“I plead none the less for an impartial investigation of the symptoms presented by a lead-worker, before assigning full or even partial responsibility of the disease to the occupation. If any and every departure from the normal in a lead-worker is at once assigned—the occupation being known—to plumbism, early diagnosis naturally presents very few difficulties to the exponents of such methods. And however severely we may condemn in the abstract such a careless, unscientific attitude, the tendency has, in practice, to be reckoned with and combated. The balance of probabilities would possibly suggest that the occupation is, after all, responsible, in one sense or another, for the more usual illnesses classically associated with the poison; nevertheless, the attending practitioner is in duty bound to take into consideration, and to estimate the relation of, all the concurrent causes of such symptoms.”

On the extremely unsatisfactory position the certifying surgeon may find himself in at a coroner’s inquest King Alcock says:

“The problem, from a strictly scientific point of view, is complicated—one might almost say that the truth is stifled—by the fact that the ætiological relations of the symptoms of any suspended worker are swamped by the insistent legal relations under which he claims and receives compensation.

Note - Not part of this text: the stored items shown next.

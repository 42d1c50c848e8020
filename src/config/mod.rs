#[cfg(feature = "cli")]
pub mod cli;
pub mod toml_config;

#[cfg(feature = "cli")]
pub use cli::CliConfig;
pub use toml_config::{BoardConfig, TomlConfig};
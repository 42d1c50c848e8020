use crate::utils::error::{Result, SimError};
use std::fmt;
use std::str::FromStr;

/// Verbosity threshold, least to most verbose. `None` silences everything.
#[derive(Debug, Clone, Copy, PartialEq, Eq, PartialOrd, Ord, Hash, Default)]
pub enum LogLevel {
    None,
    Error,
    Warning,
    #[default]
    Info,
    Debug,
    Trace,
}

impl LogLevel {
    pub const VALID_NAMES: &'static str = "NONE, ERROR, WARNING, INFO, DEBUG, TRACE";

    pub fn as_str(self) -> &'static str {
        match self {
            LogLevel::None => "NONE",
            LogLevel::Error => "ERROR",
            LogLevel::Warning => "WARNING",
            LogLevel::Info => "INFO",
            LogLevel::Debug => "DEBUG",
            LogLevel::Trace => "TRACE",
        }
    }

    /// Whether a message at `level` passes this threshold.
    pub fn allows(self, level: LogLevel) -> bool {
        self != LogLevel::None && level != LogLevel::None && level <= self
    }
}

impl fmt::Display for LogLevel {
    fn fmt(&self, f: &mut fmt::Formatter<'_>) -> fmt::Result {
        f.write_str(self.as_str())
    }
}

impl FromStr for LogLevel {
    type Err = SimError;

    fn from_str(s: &str) -> Result<Self> {
        match s.trim().to_ascii_uppercase().as_str() {
            "NONE" => Ok(LogLevel::None),
            "ERROR" => Ok(LogLevel::Error),
            "WARNING" => Ok(LogLevel::Warning),
            "INFO" => Ok(LogLevel::Info),
            "DEBUG" => Ok(LogLevel::Debug),
            "TRACE" => Ok(LogLevel::Trace),
            _ => Err(SimError::InvalidConfigValue {
                field: "loglevel".to_string(),
                value: s.to_string(),
                reason: format!("valid levels are {} (not case sensitive)", Self::VALID_NAMES),
            }),
        }
    }
}

/// Log stream handed to the simulation and the command layer.
pub trait Logger {
    fn log(&self, level: LogLevel, message: &str);

    fn error(&self, message: &str) {
        self.log(LogLevel::Error, message);
    }

    fn warning(&self, message: &str) {
        self.log(LogLevel::Warning, message);
    }

    fn info(&self, message: &str) {
        self.log(LogLevel::Info, message);
    }

    fn debug(&self, message: &str) {
        self.log(LogLevel::Debug, message);
    }

    fn trace(&self, message: &str) {
        self.log(LogLevel::Trace, message);
    }
}

/// Finite, ordered supply of command lines. Read once.
pub trait LineSource {
    fn read_lines(&mut self) -> Result<Vec<String>>;
}
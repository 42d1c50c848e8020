use crate::domain::ports::{LogLevel, Logger};
use std::cell::RefCell;
use std::fmt;
use tracing_subscriber::fmt::format::Writer;
use tracing_subscriber::fmt::time::FormatTime;
use tracing_subscriber::{layer::SubscriberExt, util::SubscriberInitExt, EnvFilter};

/// `[2024-01-31 12:00:00]` in local time.
struct LocalTimestamp;

impl FormatTime for LocalTimestamp {
    fn format_time(&self, w: &mut Writer<'_>) -> fmt::Result {
        write!(w, "[{}]", chrono::Local::now().format("%Y-%m-%d %H:%M:%S"))
    }
}

fn filter_directive(level: LogLevel) -> &'static str {
    match level {
        LogLevel::None => "off",
        LogLevel::Error => "error",
        LogLevel::Warning => "warn",
        LogLevel::Info => "info",
        LogLevel::Debug => "debug",
        LogLevel::Trace => "trace",
    }
}

pub fn init_cli_logger(level: LogLevel) {
    let filter = EnvFilter::try_from_default_env()
        .unwrap_or_else(|_| EnvFilter::new(format!("robot_sim={}", filter_directive(level))));

    tracing_subscriber::registry()
        .with(filter)
        .with(
            tracing_subscriber::fmt::layer()
                .with_writer(std::io::stdout)
                .with_timer(LocalTimestamp)
                .with_target(false)
                .with_thread_ids(false)
                .with_file(false)
                .with_line_number(false)
                .compact(),
        )
        .init();
}

/// Forwards to `tracing`, dropping anything above its own threshold.
#[derive(Debug, Clone, Copy)]
pub struct TracingLogger {
    level: LogLevel,
}

impl TracingLogger {
    pub fn new(level: LogLevel) -> Self {
        Self { level }
    }

    pub fn level(&self) -> LogLevel {
        self.level
    }
}

impl Logger for TracingLogger {
    fn log(&self, level: LogLevel, message: &str) {
        if !self.level.allows(level) {
            return;
        }
        match level {
            LogLevel::None => {}
            LogLevel::Error => tracing::error!("{}", message),
            LogLevel::Warning => tracing::warn!("{}", message),
            LogLevel::Info => tracing::info!("{}", message),
            LogLevel::Debug => tracing::debug!("{}", message),
            LogLevel::Trace => tracing::trace!("{}", message),
        }
    }
}

/// Keeps messages in memory. Handy for tests and for embedding.
#[derive(Debug, Default)]
pub struct BufferLogger {
    level: LogLevel,
    entries: RefCell<Vec<(LogLevel, String)>>,
}

impl BufferLogger {
    pub fn new(level: LogLevel) -> Self {
        Self {
            level,
            entries: RefCell::new(Vec::new()),
        }
    }

    pub fn entries(&self) -> Vec<(LogLevel, String)> {
        self.entries.borrow().clone()
    }

    pub fn messages(&self) -> Vec<String> {
        self.entries
            .borrow()
            .iter()
            .map(|(_, message)| message.clone())
            .collect()
    }

    pub fn contains(&self, needle: &str) -> bool {
        self.entries
            .borrow()
            .iter()
            .any(|(_, message)| message.contains(needle))
    }

    pub fn count_at(&self, level: LogLevel) -> usize {
        self.entries
            .borrow()
            .iter()
            .filter(|(l, _)| *l == level)
            .count()
    }
}

impl Logger for BufferLogger {
    fn log(&self, level: LogLevel, message: &str) {
        if self.level.allows(level) {
            self.entries.borrow_mut().push((level, message.to_string()));
        }
    }
}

“When once a formal certificate of suspension has been issued, which has embodied a recognition of lead as a cause of certain existing symptoms, then it becomes almost hopeless ever to reopen the question of causation of these or other supervening troubles, be their origin independent of lead or not. The doctor, in a legal cross-examination, is, in scientific honesty, bound to admit at last the bare possibility of any fantastic chain of remote sequelæ; and his protests against the probabilities of such sequelæ are of no avail, as opposed to his own admission. The post, ergo propter, appeal carries the day easily.”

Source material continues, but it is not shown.